Counted among the oldest vertebrates on Earth, some -- but not all -- species of shark survived mass extinction and ocean acidification. They remain relatively rare examples of fish in the warmed, acidified, cephalopod-rich oceans of the Fifth World.
#Human relations
People who live on the coast sometimes hunt sharks for their meat. Those who do will use their sharp teeth for jewelry, arrowheads, and razor blades. For native Hawaiians and Samoans, sharks have long constituted an important part of their cultures and folklore, and this has continued into the Fifth World.
#Shark People
Living in relationship with sharks will impact their community in a variety of ways, a few of which include:
A community specializing in relationship with sharks will invariably live on or near the sea. Therefore, shark people must, by necessity, also have mastered boat-making, sailing, and catching other sea-meats. Obtaining the wood for building boats, not to mention materials for making sails, nets, lures, and fishing lines, will require some time on land. Shark people may care for the trees they use to make their boats, perhaps developing a scouting tradition to protect the forests from outsiders who might cut them down. Or they may practice a small amount of gardening; growing hemp or bamboo for rope, sails, nets, and lines. Alternatively, they may simply trade with people on land for the materials they need to survive at sea.

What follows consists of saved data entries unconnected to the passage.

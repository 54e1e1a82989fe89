//! Project lifecycle handlers: create, fetch, reset, scene management.

use axum::extract::{Path, State};
use axum::http::HeaderMap;
use axum::Json;
use serde::{Deserialize, Serialize};
use tracing::info;

use reel_models::{Moodboard, MoodboardImage, Project, ProjectId, ProjectStatus, Scene};

use crate::error::{ApiError, ApiResult};
use crate::session::{check_ownership, require_session};
use crate::state::AppState;

#[derive(Deserialize)]
#[serde(rename_all = "camelCase")]
pub struct StartProjectRequest {
    pub product_prompt: String,
    #[serde(default)]
    pub mood_prompt: Option<String>,
}

/// `POST /api/projects/start` — open a new wizard session project.
pub async fn start_project(
    State(state): State<AppState>,
    headers: HeaderMap,
    Json(body): Json<StartProjectRequest>,
) -> ApiResult<Json<Project>> {
    let session = require_session(&headers)?;
    if body.product_prompt.trim().is_empty() {
        return Err(ApiError::bad_request("productPrompt must not be empty"));
    }

    let mut project = Project::new(session, body.product_prompt.trim());
    project.mood_prompt = body.mood_prompt.filter(|m| !m.trim().is_empty());

    state.projects.insert_project(&project).await?;
    info!(project_id = %project.id, "project created");
    Ok(Json(project))
}

/// `GET /api/projects/:id`
pub async fn get_project(
    State(state): State<AppState>,
    headers: HeaderMap,
    Path(id): Path<String>,
) -> ApiResult<Json<Project>> {
    let session = require_session(&headers)?;
    let project = load_owned(&state, &id, &session).await?;
    Ok(Json(project))
}

#[derive(Serialize)]
pub struct DeleteResponse {
    pub success: bool,
}

/// `DELETE /api/projects/:id` — full reset: project and all of its jobs.
pub async fn delete_project(
    State(state): State<AppState>,
    headers: HeaderMap,
    Path(id): Path<String>,
) -> ApiResult<Json<DeleteResponse>> {
    let session = require_session(&headers)?;
    let project = load_owned(&state, &id, &session).await?;

    state.jobs.delete_jobs_for_project(&project.id).await?;
    state.projects.delete_project(&project.id).await?;
    info!(project_id = %project.id, "project deleted");
    Ok(Json(DeleteResponse { success: true }))
}

#[derive(Deserialize)]
#[serde(rename_all = "camelCase")]
pub struct MoodboardInput {
    pub images: Vec<String>,
    #[serde(default)]
    pub label: Option<String>,
}

#[derive(Deserialize)]
#[serde(rename_all = "camelCase")]
pub struct SetMoodboardsRequest {
    pub moodboards: Vec<MoodboardInput>,
}

/// `POST /api/projects/:id/moodboards` — attach the generated moodboard
/// sets for the inspire step. Replaces any previous boards.
pub async fn set_moodboards(
    State(state): State<AppState>,
    headers: HeaderMap,
    Path(id): Path<String>,
    Json(body): Json<SetMoodboardsRequest>,
) -> ApiResult<Json<Project>> {
    let session = require_session(&headers)?;
    let mut project = load_owned(&state, &id, &session).await?;

    if project.status == ProjectStatus::Rendering || project.status.is_terminal() {
        return Err(ApiError::Conflict(format!(
            "moodboards are locked once rendering starts (project is {})",
            project.status
        )));
    }
    if body.moodboards.is_empty() {
        return Err(ApiError::bad_request("moodboards must not be empty"));
    }
    if body.moodboards.iter().any(|m| m.images.is_empty()) {
        return Err(ApiError::bad_request("every moodboard needs images"));
    }

    project.moodboards = body
        .moodboards
        .into_iter()
        .map(|input| Moodboard {
            id: uuid::Uuid::new_v4().to_string(),
            images: input
                .images
                .into_iter()
                .map(|url| MoodboardImage {
                    id: uuid::Uuid::new_v4().to_string(),
                    url,
                })
                .collect(),
            label: input.label,
        })
        .collect();
    // A new set invalidates previous likes.
    project.liked_moodboards.clear();
    project.touch();

    state.projects.update_project(&project).await?;
    Ok(Json(project))
}

#[derive(Deserialize)]
#[serde(rename_all = "camelCase")]
pub struct LikeMoodboardsRequest {
    pub liked_moodboard_ids: Vec<String>,
}

/// `POST /api/projects/:id/moodboards/like` — record which boards the
/// visitor liked. The wizard stays in the inspire step; scene selection is
/// what advances it.
pub async fn like_moodboards(
    State(state): State<AppState>,
    headers: HeaderMap,
    Path(id): Path<String>,
    Json(body): Json<LikeMoodboardsRequest>,
) -> ApiResult<Json<Project>> {
    let session = require_session(&headers)?;
    let mut project = load_owned(&state, &id, &session).await?;

    for liked in &body.liked_moodboard_ids {
        if !project.moodboards.iter().any(|m| &m.id == liked) {
            return Err(ApiError::bad_request(format!("unknown moodboard {}", liked)));
        }
    }

    project.liked_moodboards = body.liked_moodboard_ids;
    project.touch();

    state.projects.update_project(&project).await?;
    Ok(Json(project))
}

#[derive(Deserialize)]
#[serde(rename_all = "camelCase")]
pub struct SceneInput {
    #[serde(default)]
    pub title: Option<String>,
    pub blurb: String,
    #[serde(default)]
    pub image_url: Option<String>,
}

#[derive(Deserialize)]
#[serde(rename_all = "camelCase")]
pub struct UpdateScenesRequest {
    pub scenes: Vec<SceneInput>,
    #[serde(default)]
    pub storyline_option: Option<String>,
}

/// `PUT /api/projects/:id/scenes` — set the ordered scene list once a
/// storyline is chosen. Replaces any previous list; moves the wizard to the
/// story step.
pub async fn update_scenes(
    State(state): State<AppState>,
    headers: HeaderMap,
    Path(id): Path<String>,
    Json(body): Json<UpdateScenesRequest>,
) -> ApiResult<Json<Project>> {
    let session = require_session(&headers)?;
    let mut project = load_owned(&state, &id, &session).await?;

    if project.status == ProjectStatus::Rendering || project.status.is_terminal() {
        return Err(ApiError::Conflict(format!(
            "scenes are locked once rendering starts (project is {})",
            project.status
        )));
    }
    if body.scenes.is_empty() {
        return Err(ApiError::bad_request("scenes must not be empty"));
    }
    if body.scenes.iter().any(|s| s.blurb.trim().is_empty()) {
        return Err(ApiError::bad_request("every scene needs a blurb"));
    }

    project.scenes = body
        .scenes
        .into_iter()
        .map(|input| {
            let mut scene = Scene::new(input.blurb.trim());
            scene.title = input.title;
            scene.image_url = input.image_url.filter(|u| !u.is_empty());
            scene
        })
        .collect();
    project.storyline_option = body.storyline_option;
    project.status = ProjectStatus::Story;
    project.touch();

    state.projects.update_project(&project).await?;
    Ok(Json(project))
}

#[derive(Deserialize)]
#[serde(rename_all = "camelCase")]
pub struct SceneImage {
    pub scene_id: String,
    pub image_url: String,
}

#[derive(Deserialize, Default)]
#[serde(rename_all = "camelCase")]
pub struct ApproveImagesRequest {
    #[serde(default)]
    pub images: Vec<SceneImage>,
}

/// `POST /api/projects/:id/scenes/images/approve` — attach any supplied
/// image URLs, then assert the video-generation precondition: every scene
/// has an image.
pub async fn approve_images(
    State(state): State<AppState>,
    headers: HeaderMap,
    Path(id): Path<String>,
    Json(body): Json<ApproveImagesRequest>,
) -> ApiResult<Json<Project>> {
    let session = require_session(&headers)?;
    let mut project = load_owned(&state, &id, &session).await?;

    for image in body.images {
        let scene = project
            .scenes
            .iter_mut()
            .find(|s| s.id.as_str() == image.scene_id)
            .ok_or_else(|| {
                ApiError::bad_request(format!("unknown scene {}", image.scene_id))
            })?;
        scene.image_url = Some(image.image_url);
    }

    if !project.all_scenes_have_images() {
        return Err(ApiError::bad_request(
            "every scene needs an image before approval",
        ));
    }

    project.touch();
    state.projects.update_project(&project).await?;

    // Account for the externally generated images, at the flat per-image
    // rate, so the compose-time rollup covers the whole pipeline.
    let booked = state.engine.record_scene_images(&project).await?;
    if booked > 0 {
        info!(project_id = %project.id, booked, "scene images recorded");
    }
    Ok(Json(project))
}

/// Load a project and verify session ownership.
pub(crate) async fn load_owned(
    state: &AppState,
    id: &str,
    session: &str,
) -> ApiResult<Project> {
    let project_id = ProjectId::from(id);
    let project = state
        .projects
        .get_project(&project_id)
        .await?
        .ok_or_else(|| ApiError::not_found(format!("project {}", id)))?;
    check_ownership(&project, session)?;
    Ok(project)
}
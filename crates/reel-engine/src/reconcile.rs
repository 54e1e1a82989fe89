//! The reconciliation pass.
//!
//! One pass runs per status poll and per webhook delivery. Each pass
//! re-reads all state, force-fails silently dropped runs, pulls fresh
//! provider status for in-flight jobs, applies completions, spends at most
//! one retry submission, and projects derived progress.

use metrics::counter;
use tracing::{debug, warn};

use reel_models::{Job, JobId, Project, ProjectId, ProjectStatus, RenderProgress, RunRef};
use reel_provider::{ProviderError, ProviderOutput, ProviderState, RunSnapshot, RunTiming};

use crate::completion::CompletionOutcome;
use crate::engine::ReconcileEngine;
use crate::error::EngineResult;
use crate::progress::compute_progress;

/// Snapshot of a project after one reconciliation pass.
#[derive(Debug)]
pub struct ReconcileOutcome {
    pub project: Project,
    pub progress: RenderProgress,
    /// Video-gen jobs in creation order, as of the end of the pass.
    pub jobs: Vec<Job>,
    /// Jobs whose completion could not be matched to any scene.
    pub divergent_jobs: Vec<JobId>,
}

impl ReconcileOutcome {
    /// Human-readable failure reason, when the project is failed: the most
    /// recently updated job error.
    pub fn failure_reason(&self) -> Option<&str> {
        if self.project.status != ProjectStatus::Error {
            return None;
        }
        self.jobs
            .iter()
            .filter(|j| j.error_message.is_some())
            .max_by_key(|j| j.updated_at)
            .and_then(|j| j.error_message.as_deref())
    }
}

impl ReconcileEngine {
    /// Run one reconciliation pass over a project.
    ///
    /// Terminal projects are projected without touching the provider. A
    /// pass over N in-flight jobs issues at most N provider polls plus one
    /// retry submission; transient poll errors leave the job for the next
    /// pass rather than failing it.
    pub async fn reconcile(&self, project_id: &ProjectId) -> EngineResult<ReconcileOutcome> {
        let project = self.load_project(project_id).await?;

        if project.status.is_terminal() {
            let jobs = self.video_jobs(project_id).await?;
            let progress = compute_progress(&project, &jobs);
            return Ok(ReconcileOutcome {
                project,
                progress,
                jobs,
                divergent_jobs: Vec::new(),
            });
        }

        let mut divergent_jobs = Vec::new();

        // 1. Staleness sweep: a run reference with no terminal signal for
        //    too long means the provider dropped the run; without this the
        //    job would hang forever, because a live run_ref blocks
        //    resubmission.
        let jobs = self.video_jobs(project_id).await?;
        for job in &jobs {
            if job.is_stale(self.config.stale_after()) {
                warn!(job_id = %job.id, "job exceeded staleness threshold, force-failing");
                counter!("reel_jobs_stale_total").increment(1);
                let run_ref = job.run_ref.clone().unwrap_or_else(|| RunRef::from(""));
                let snapshot = synthetic_failure(run_ref, "generation timed out");
                self.apply_failure(job.clone(), &snapshot, "generation timed out")
                    .await?;
            }
        }

        // 2. Poll every job still awaiting a signal.
        let jobs = self.video_jobs(project_id).await?;
        for job in &jobs {
            let Some(run_ref) = job.run_ref.as_ref() else {
                continue;
            };
            if job.is_terminal() {
                continue;
            }
            match self.provider.poll(run_ref).await {
                Ok(snapshot) => {
                    if let CompletionOutcome::Divergence { job } =
                        self.apply_completion(&snapshot).await?
                    {
                        divergent_jobs.push(job.id);
                    }
                }
                Err(ProviderError::RunNotFound(_)) => {
                    // The provider forgot the run; same treatment as a
                    // reported failure.
                    let snapshot = synthetic_failure(run_ref.clone(), "run not found at provider");
                    self.apply_failure(job.clone(), &snapshot, "run not found at provider")
                        .await?;
                }
                Err(err) if err.is_retryable() => {
                    debug!(job_id = %job.id, error = %err, "poll failed transiently, deferring");
                }
                Err(err) => {
                    warn!(job_id = %job.id, error = %err, "poll failed, deferring to next pass");
                }
            }
        }

        // 3. Spend the pass's single retry submission on the first scene
        //    that needs one. Submission refusal on a now-terminal project
        //    is expected after a cap exhaustion above.
        let project = self.load_project(project_id).await?;
        if project.status == ProjectStatus::Rendering {
            self.ensure_video_jobs(project_id).await?;
        }

        // 4. Project derived status from fresh reads.
        let project = self.load_project(project_id).await?;
        let jobs = self.video_jobs(project_id).await?;
        let progress = compute_progress(&project, &jobs);

        Ok(ReconcileOutcome {
            project,
            progress,
            jobs,
            divergent_jobs,
        })
    }
}

/// Build a failure snapshot for signals the engine originates itself
/// (staleness, vanished runs).
fn synthetic_failure(run_ref: RunRef, reason: &str) -> RunSnapshot {
    RunSnapshot {
        run_ref,
        state: ProviderState::Failed,
        output: ProviderOutput::None,
        error: Some(reason.to_string()),
        input_echo: None,
        timing: RunTiming::default(),
    }
}
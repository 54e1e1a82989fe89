//! Static music catalog.
//!
//! Tracks are mapped to coarse mood tags; the options endpoint filters on
//! the project's mood prompt.

use serde::{Deserialize, Serialize};

/// A selectable music track.
#[derive(Debug, Clone, Serialize, Deserialize)]
#[serde(rename_all = "camelCase")]
pub struct MusicTrack {
    pub id: &'static str,
    pub name: &'static str,
    pub url: &'static str,
    pub mood_tag: &'static str,
}

const MUSIC_TRACKS: &[MusicTrack] = &[
    MusicTrack {
        id: "upbeat-1",
        name: "Energetic Upbeat",
        url: "https://www.soundhelix.com/examples/mp3/SoundHelix-Song-1.mp3",
        mood_tag: "upbeat",
    },
    MusicTrack {
        id: "ambient-1",
        name: "Calm Ambient",
        url: "https://www.soundhelix.com/examples/mp3/SoundHelix-Song-2.mp3",
        mood_tag: "ambient",
    },
    MusicTrack {
        id: "dramatic-1",
        name: "Dramatic Cinematic",
        url: "https://www.soundhelix.com/examples/mp3/SoundHelix-Song-3.mp3",
        mood_tag: "dramatic",
    },
];

fn map_mood_to_tag(mood_prompt: Option<&str>) -> &'static str {
    let Some(mood) = mood_prompt else {
        return "ambient";
    };
    let mood = mood.to_lowercase();

    if ["exciting", "energetic", "upbeat", "intense"]
        .iter()
        .any(|kw| mood.contains(kw))
    {
        return "upbeat";
    }
    if ["dramatic", "mysterious"].iter().any(|kw| mood.contains(kw)) {
        return "dramatic";
    }

    // Reflective, dreamy, nostalgic, inspirational all land here.
    "ambient"
}

/// Tracks matching the project mood, or the whole catalog when nothing
/// matches.
pub fn music_catalog(mood_prompt: Option<&str>) -> Vec<MusicTrack> {
    let tag = map_mood_to_tag(mood_prompt);
    let matching: Vec<MusicTrack> = MUSIC_TRACKS
        .iter()
        .filter(|t| t.mood_tag == tag)
        .cloned()
        .collect();

    if matching.is_empty() {
        MUSIC_TRACKS.to_vec()
    } else {
        matching
    }
}

/// Look up a track by ID.
pub fn music_track_by_id(track_id: &str) -> Option<MusicTrack> {
    MUSIC_TRACKS.iter().find(|t| t.id == track_id).cloned()
}
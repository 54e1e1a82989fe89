//! Music catalog and selection handlers.

use axum::extract::{Path, Query, State};
use axum::http::HeaderMap;
use axum::Json;
use serde::Deserialize;

use reel_models::{music_catalog, music_track_by_id, MusicTrack, Project};

use crate::error::{ApiError, ApiResult};
use crate::handlers::projects::load_owned;
use crate::session::require_session;
use crate::state::AppState;

#[derive(Deserialize, Default)]
pub struct MusicOptionsQuery {
    #[serde(default)]
    pub mood: Option<String>,
}

/// `GET /api/music/options` — catalog tracks matching a mood, or the whole
/// catalog.
pub async fn music_options(
    Query(query): Query<MusicOptionsQuery>,
) -> Json<Vec<MusicTrack>> {
    Json(music_catalog(query.mood.as_deref()))
}

#[derive(Deserialize)]
#[serde(rename_all = "camelCase")]
pub struct SelectMusicRequest {
    pub track_id: String,
}

/// `POST /api/projects/:id/music/select`
pub async fn select_music(
    State(state): State<AppState>,
    headers: HeaderMap,
    Path(id): Path<String>,
    Json(body): Json<SelectMusicRequest>,
) -> ApiResult<Json<Project>> {
    let session = require_session(&headers)?;
    let mut project = load_owned(&state, &id, &session).await?;

    let track = music_track_by_id(&body.track_id)
        .ok_or_else(|| ApiError::bad_request(format!("unknown track {}", body.track_id)))?;

    project.music_track_id = Some(track.id.to_string());
    project.touch();
    state.projects.update_project(&project).await?;
    Ok(Json(project))
}
//! Replicate-style HTTP client for the generation provider.

use std::time::Duration;

use async_trait::async_trait;
use chrono::{DateTime, Utc};
use reqwest::Client;
use serde::Deserialize;
use serde_json::{json, Value};
use tracing::{debug, warn};

use reel_models::RunRef;

use crate::error::{ProviderError, ProviderResult};
use crate::types::{ProviderOutput, ProviderState, RunSnapshot, RunTiming, VideoGenInput};

/// Abstraction over the generation provider.
///
/// Held as a trait object by the reconciliation engine so tests can
/// substitute scripted doubles.
#[async_trait]
pub trait GenerationProvider: Send + Sync {
    /// Submit a video generation run; returns the provider's run reference
    /// immediately.
    async fn submit_video(&self, input: &VideoGenInput) -> ProviderResult<RunRef>;

    /// Pull the current state of a run.
    async fn poll(&self, run_ref: &RunRef) -> ProviderResult<RunSnapshot>;
}

/// Configuration for the provider client.
#[derive(Debug, Clone)]
pub struct ProviderConfig {
    /// Base URL of the provider API.
    pub base_url: String,
    /// API token sent as a bearer credential.
    pub api_token: String,
    /// Model version identifier submitted with each run.
    pub model_version: String,
    /// Callback URL the provider pushes completion events to, if set.
    pub webhook_url: Option<String>,
    /// Request timeout.
    pub timeout: Duration,
    /// Max retries for transient transport failures.
    pub max_retries: u32,
}

impl Default for ProviderConfig {
    fn default() -> Self {
        Self {
            base_url: "https://api.replicate.com".to_string(),
            api_token: String::new(),
            model_version: "minimax/video-01".to_string(),
            webhook_url: None,
            timeout: Duration::from_secs(30),
            max_retries: 2,
        }
    }
}

impl ProviderConfig {
    /// Create config from environment variables.
    pub fn from_env() -> Self {
        Self {
            base_url: std::env::var("PROVIDER_BASE_URL")
                .unwrap_or_else(|_| "https://api.replicate.com".to_string()),
            api_token: std::env::var("PROVIDER_API_TOKEN").unwrap_or_default(),
            model_version: std::env::var("PROVIDER_VIDEO_MODEL")
                .unwrap_or_else(|_| "minimax/video-01".to_string()),
            webhook_url: std::env::var("PROVIDER_WEBHOOK_URL").ok(),
            timeout: Duration::from_secs(
                std::env::var("PROVIDER_TIMEOUT")
                    .ok()
                    .and_then(|s| s.parse().ok())
                    .unwrap_or(30),
            ),
            max_retries: std::env::var("PROVIDER_RETRIES")
                .ok()
                .and_then(|s| s.parse().ok())
                .unwrap_or(2),
        }
    }
}

/// Prediction resource as returned by the provider API.
#[derive(Debug, Deserialize)]
struct PredictionResource {
    id: String,
    status: ProviderState,
    #[serde(default)]
    output: Option<Value>,
    error: Option<String>,
    #[serde(default)]
    input: Option<Value>,
    started_at: Option<DateTime<Utc>>,
    completed_at: Option<DateTime<Utc>>,
}

impl PredictionResource {
    fn into_snapshot(self) -> RunSnapshot {
        RunSnapshot {
            run_ref: RunRef::from_string(self.id),
            state: self.status,
            output: ProviderOutput::from_raw(self.output.as_ref()),
            error: self.error,
            input_echo: self.input,
            timing: RunTiming {
                started_at: self.started_at,
                completed_at: self.completed_at,
            },
        }
    }
}

/// HTTP client for a Replicate-compatible prediction API.
pub struct ReplicateClient {
    http: Client,
    config: ProviderConfig,
}

impl ReplicateClient {
    /// Create a new provider client.
    pub fn new(config: ProviderConfig) -> ProviderResult<Self> {
        let http = Client::builder()
            .timeout(config.timeout)
            .build()
            .map_err(ProviderError::Network)?;

        Ok(Self { http, config })
    }

    /// Create from environment variables.
    pub fn from_env() -> ProviderResult<Self> {
        Self::new(ProviderConfig::from_env())
    }

    fn predictions_url(&self) -> String {
        format!("{}/v1/predictions", self.config.base_url)
    }

    /// Execute with retry on transient transport failures.
    async fn with_retry<F, Fut, T>(&self, operation: F) -> ProviderResult<T>
    where
        F: Fn() -> Fut,
        Fut: std::future::Future<Output = ProviderResult<T>>,
    {
        let mut last_error = None;

        for attempt in 0..=self.config.max_retries {
            match operation().await {
                Ok(result) => return Ok(result),
                Err(e) if e.is_retryable() && attempt < self.config.max_retries => {
                    let delay = Duration::from_millis(500 * 2u64.pow(attempt));
                    warn!(
                        "Provider request failed (attempt {}), retrying in {:?}: {}",
                        attempt + 1,
                        delay,
                        e
                    );
                    tokio::time::sleep(delay).await;
                    last_error = Some(e);
                }
                Err(e) => return Err(e),
            }
        }

        Err(last_error.unwrap_or(ProviderError::RequestFailed("Unknown error".to_string())))
    }

    async fn read_prediction(&self, response: reqwest::Response) -> ProviderResult<RunSnapshot> {
        let resource: PredictionResource = response.json().await?;
        Ok(resource.into_snapshot())
    }
}

#[async_trait]
impl GenerationProvider for ReplicateClient {
    async fn submit_video(&self, input: &VideoGenInput) -> ProviderResult<RunRef> {
        let url = self.predictions_url();

        let mut body = json!({
            "version": self.config.model_version,
            "input": {
                "prompt": input.prompt,
                "first_frame_image": input.image_url,
                "duration": input.duration_sec,
            },
        });
        if let Some(webhook) = &self.config.webhook_url {
            body["webhook"] = json!(webhook);
            body["webhook_events_filter"] = json!(["completed"]);
        }

        debug!(url = %url, "submitting video generation run");

        let response = self
            .with_retry(|| async {
                self.http
                    .post(&url)
                    .bearer_auth(&self.config.api_token)
                    .json(&body)
                    .send()
                    .await
                    .map_err(ProviderError::Network)
            })
            .await?;

        let status = response.status();
        if status.is_server_error() {
            return Err(ProviderError::ServiceUnavailable(format!(
                "provider returned {}",
                status
            )));
        }
        if !status.is_success() {
            let body = response.text().await.unwrap_or_default();
            return Err(ProviderError::SubmissionRejected(format!(
                "provider returned {}: {}",
                status, body
            )));
        }

        let snapshot = self.read_prediction(response).await?;
        Ok(snapshot.run_ref)
    }

    async fn poll(&self, run_ref: &RunRef) -> ProviderResult<RunSnapshot> {
        let url = format!("{}/{}", self.predictions_url(), run_ref);

        let response = self
            .with_retry(|| async {
                let resp = self
                    .http
                    .get(&url)
                    .bearer_auth(&self.config.api_token)
                    .send()
                    .await
                    .map_err(ProviderError::Network)?;
                if resp.status().is_server_error() {
                    return Err(ProviderError::ServiceUnavailable(format!(
                        "provider returned {}",
                        resp.status()
                    )));
                }
                Ok(resp)
            })
            .await?;

        let status = response.status();
        if status == reqwest::StatusCode::NOT_FOUND {
            return Err(ProviderError::RunNotFound(run_ref.to_string()));
        }
        if !status.is_success() {
            let body = response.text().await.unwrap_or_default();
            return Err(ProviderError::RequestFailed(format!(
                "provider returned {}: {}",
                status, body
            )));
        }

        self.read_prediction(response).await
    }
}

Shark people will take great care not to hunt too many sharks, partly to maintain ecological balance, partly because apex predators accumulate whatever toxins may pervade their ecosystem. Perhaps the community will have a tradition of moving from place to place, hunting sharks in certain places only at certain times of year. Their wizards may go into trances to communicate with the sharks, a spirit representative of the local shark population, or an aquatic Keeper of the Game, to ask how many they may take in that particular season. Any more than the agreed-upon number constitutes murder rather than hunting, and the community will have to answer for that transgression.
Shark people know how to swim in waters with sharks, and do not fear them -- but they do respect them. They will avoid wearing shiny jewelry (which attracts sharks) while in the water and, in fact, may come to develop a cultural aversion to metal and shiny jewelry in general. They know how to dive and swim quietly and smoothly, without splashing too much. They know, too, that sharks rarely attack humans -- usually just when they've confused a human with its usual prey. Thus, shark people likely know how to visually and behaviorally distinguish themselves from the squid, cuttlefish, and octopuses that sharks in the Fifth World normally hunt.
Because the biggest sharks have such a fearsome reputation, successfully hunting one constitutes an impressive feat. A community specializing in relationship with sharks may have a coming-of-age ritual revolving around hunting a shark by oneself (or as a small group of initiates). This would, of course, follow a childhood of learning about shark behavior, safety, and effective hunting practices. Such a community may celebrate an experienced hunter for catching a shark -- or alternatively, they may mock both catch and hunter to make sure the hunter's head does not grow too big.
Shark people know that sharks have hunted the oceans for countless eons. Humans, on the other hand, arrived fairly recently on the scene. Sharks have evolved into nearly perfect predators, whereas a subset of humans recently almost destroyed the entire world. Shark people respect and revere sharks as wise elders, who have long known how to live as apex predators without causing the trauma and upheaval that most humans' ancestors did. Shark people learn from the sharks with humility and no small amount of regret (especially as their ancestors nearly hunted the sharks' ancestors to extinction). But this does not imply that they don't hunt them; hunters understand hunters, whether young or old.